I was angry because it took me so long to get my drivers licence, mainly from laziness, and then I was angry when I failed the first test because of the car I was driving (bloody power steering!). I'm angry now I'm driving, when stupid BASTARDS who pay road tax think they own it, and make up whatever rules they please. I'm angry at trucks who sit so far up my arse at the traffic lights all I can see is white in my rearview mirror, and I'm angry at buses that cut in wherever they can. And I'm angry that my car cost me $600 to get fixed when my rego was due 2 weeks later. I am not angry about the fact, however, that my car can only have a quarter of a tank of petrol and it only takes $15 to fill it to overflowing.

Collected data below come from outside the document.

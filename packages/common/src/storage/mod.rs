mod error;
mod key;
mod kind;
mod traits;

pub mod filesystem;
#[cfg(feature = "object-storage")]
pub mod s3;

use std::sync::Arc;

pub use error::StorageError;
pub use key::{key_from_url, object_key};
pub use kind::{BlobCategory, MediaKind};
pub use traits::{BlobStore, StoredBlob};

use crate::config::{StorageAppConfig, StorageBackend};

/// Build the blob store selected by `config`.
pub async fn open(config: &StorageAppConfig) -> Result<Arc<dyn BlobStore>, StorageError> {
    match config.backend {
        StorageBackend::Filesystem => {
            let store = filesystem::FilesystemBlobStore::new(
                config.base_path.clone(),
                config.public_url.clone(),
                config.max_blob_size,
            )
            .await?;
            Ok(Arc::new(store))
        }
        #[cfg(feature = "object-storage")]
        StorageBackend::S3 => {
            let s3_config = config
                .s3
                .as_ref()
                .ok_or_else(|| StorageError::Backend("storage.s3 section is missing".into()))?;
            let store =
                s3::S3BlobStore::new(s3_config, config.public_url.clone(), config.max_blob_size)?;
            Ok(Arc::new(store))
        }
        #[cfg(not(feature = "object-storage"))]
        StorageBackend::S3 => Err(StorageError::Backend(
            "built without the object-storage feature".into(),
        )),
    }
}
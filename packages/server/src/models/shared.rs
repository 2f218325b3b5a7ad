use axum::Json;
use axum::http::StatusCode;
use axum::response::{IntoResponse, Response};
use serde::{Deserialize, Deserializer, Serialize};
use serde_json::{Value, json};

use crate::error::AppError;

/// Body shape shared by every endpoint, success or failure.
#[derive(Debug, Serialize)]
pub struct Envelope<T> {
    pub success: bool,
    pub message: String,
    pub data: Option<T>,
    /// `{}` on success, `{ "code": ... }` on failure.
    pub error: Value,
}

/// Build a successful envelope response.
pub fn respond<T: Serialize>(status: StatusCode, message: impl Into<String>, data: Option<T>) -> Response {
    let body = Envelope {
        success: true,
        message: message.into(),
        data,
        error: json!({}),
    };
    (status, Json(body)).into_response()
}

/// Parse a layout coordinate from its textual form.
///
/// Accepts any finite decimal number. Anything else, including sentinels such
/// as `"null"` or the empty string, is rejected.
pub fn parse_position(field: &str, text: &str) -> Result<f64, AppError> {
    text.trim()
        .parse::<f64>()
        .ok()
        .filter(|value| value.is_finite())
        .ok_or_else(|| AppError::Validation(format!("{field} must be a finite number.")))
}

/// Parse a layout coordinate from a JSON value (number or numeric string).
pub fn position_from_value(field: &str, value: &Value) -> Result<f64, AppError> {
    match value {
        Value::Number(n) => n
            .as_f64()
            .filter(|v| v.is_finite())
            .ok_or_else(|| AppError::Validation(format!("{field} must be a finite number."))),
        Value::String(s) => parse_position(field, s),
        _ => Err(AppError::Validation(format!(
            "{field} must be a finite number."
        ))),
    }
}

/// Serde helper for optional coordinates in JSON bodies.
///
/// * field absent or `null` => `None`
/// * number or numeric string => `Some(v)`
/// * anything else => deserialization error
pub fn optional_position<'de, D>(deserializer: D) -> Result<Option<f64>, D::Error>
where
    D: Deserializer<'de>,
{
    match Option::<Value>::deserialize(deserializer)? {
        None | Some(Value::Null) => Ok(None),
        Some(value) => position_from_value("position", &value)
            .map(Some)
            .map_err(|_| serde::de::Error::custom("position must be a finite number")),
    }
}

/// Decode an encoded description (a JSON array of strings).
///
/// Returns `Ok(None)` when the text is blank or JSON `null`, meaning "leave
/// unchanged". Lines are trimmed and blank lines dropped.
pub fn parse_description(text: &str) -> Result<Option<Vec<String>>, AppError> {
    if text.trim().is_empty() {
        return Ok(None);
    }
    let decoded: Option<Vec<String>> = serde_json::from_str(text)
        .map_err(|_| AppError::Validation("Invalid description format.".into()))?;
    Ok(decoded.map(normalize_description))
}

/// Trim every line and drop the ones left empty.
pub fn normalize_description(lines: Vec<String>) -> Vec<String> {
    lines
        .into_iter()
        .map(|line| line.trim().to_string())
        .filter(|line| !line.is_empty())
        .collect()
}
use serde_json::json;

use crate::common::{TestApp, routes};

#[tokio::test]
async fn new_viewer_receives_sorted_snapshot() {
    let app = TestApp::spawn().await;
    for year in [2010, 1990, 2000] {
        app.create_timeline(year, 1.0, 1.0).await;
    }

    let mut viewer = app.connect_viewer().await;
    let event = viewer.wait_for("timelineUpdate").await;

    let years: Vec<i64> = event["data"]
        .as_array()
        .unwrap()
        .iter()
        .map(|c| c["year"].as_i64().unwrap())
        .collect();
    assert_eq!(years, vec![1990, 2000, 2010]);

    let programs = viewer.wait_for("programUpdate").await;
    assert_eq!(programs["data"], json!([]));
}

#[tokio::test]
async fn mutations_are_pushed_to_connected_viewers() {
    let app = TestApp::spawn().await;
    let mut viewer = app.connect_viewer().await;
    viewer.wait_for("programUpdate").await;

    app.create_program("Launch", 5.0, 5.0).await;
    let event = viewer.wait_for("programUpdate").await;
    assert_eq!(event["data"][0]["title"], "Launch");
}

#[tokio::test]
async fn deleted_collection_disappears_from_next_snapshot() {
    let app = TestApp::spawn().await;
    let id = app.create_timeline(1990, 1.0, 1.0).await;
    let mut viewer = app.connect_viewer().await;
    viewer.wait_for("programUpdate").await;

    app.delete(&routes::timeline(&id)).await;
    let event = viewer.wait_for("timelineUpdate").await;
    assert_eq!(event["data"], json!([]));
}

#[tokio::test]
async fn selection_is_relayed_to_every_viewer() {
    let app = TestApp::spawn().await;
    app.create_timeline(1990, 10.0, 20.0).await;

    let mut sender = app.connect_viewer().await;
    let mut other = app.connect_viewer().await;
    sender.wait_for("programUpdate").await;
    other.wait_for("programUpdate").await;

    sender
        .send(json!({ "event": "selectYear", "data": 1990 }))
        .await;
    let event = other.wait_for("animateYear").await;
    assert_eq!(event["data"]["year"], 1990);
    assert_eq!(event["data"]["xPosition"], 10.0);

    sender
        .send(json!({ "event": "selectYear", "data": null }))
        .await;
    let event = other.wait_for("animateYear").await;
    assert_eq!(event["data"], json!(null));
}

#[tokio::test]
async fn unknown_selection_emits_nothing() {
    let app = TestApp::spawn().await;
    let mut viewer = app.connect_viewer().await;
    viewer.wait_for("programUpdate").await;

    viewer
        .send(json!({ "event": "register", "data": "display" }))
        .await;
    viewer
        .send(json!({ "event": "selectProgram", "data": "Nowhere" }))
        .await;
    viewer.expect_silence().await;
}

I am angry at the fact that because it takes a lot to get my back up, people think they can throw all sorts of shit at me and I'll put up with it. Just because I can be a girl of few words (yes, shut up) doesn't mean I don't know how to stand up for myself. When I speak, I say what I mean, and I mean what I say. I have a sarcastic, warped and sometimes sick sense of humour, and I get angry when people think I'm being serious, and take offence to something I say in jest.
I'm angry because I worked so hard at the start of the year, and I lost 10kgs.. (20 pounds) in about 8 weeks, and I've put every last ounce back on in double the amount of time it took me to lose it. I'm angry at myself because I figured “oh well” and didn't do anything to stop it from getting worse. I'm angry because now it's messing with my health… I'm bloody angry that I had to take my blood pressure twice a day for a week, and that I had to go and have an exercise stress test because I've been having chest pains. I'm angry at myself for being so lazy, and taking the easy way out and eating junk instead of working towards being healthier. I'm angry because I've got a great life, and if I lose my health, I've got nothing. And I'm well on the way to losing my health at the moment.
Mainly, I'm angry at myself. I'm angry because I constantly strive for perfection. I'm angry because even though I have a wonderful family, a loving and caring boyfriend, a fantastic new job in which I'm constantly learning, and a set of wheels to get me from A to B, more often than not, I feel like a failure.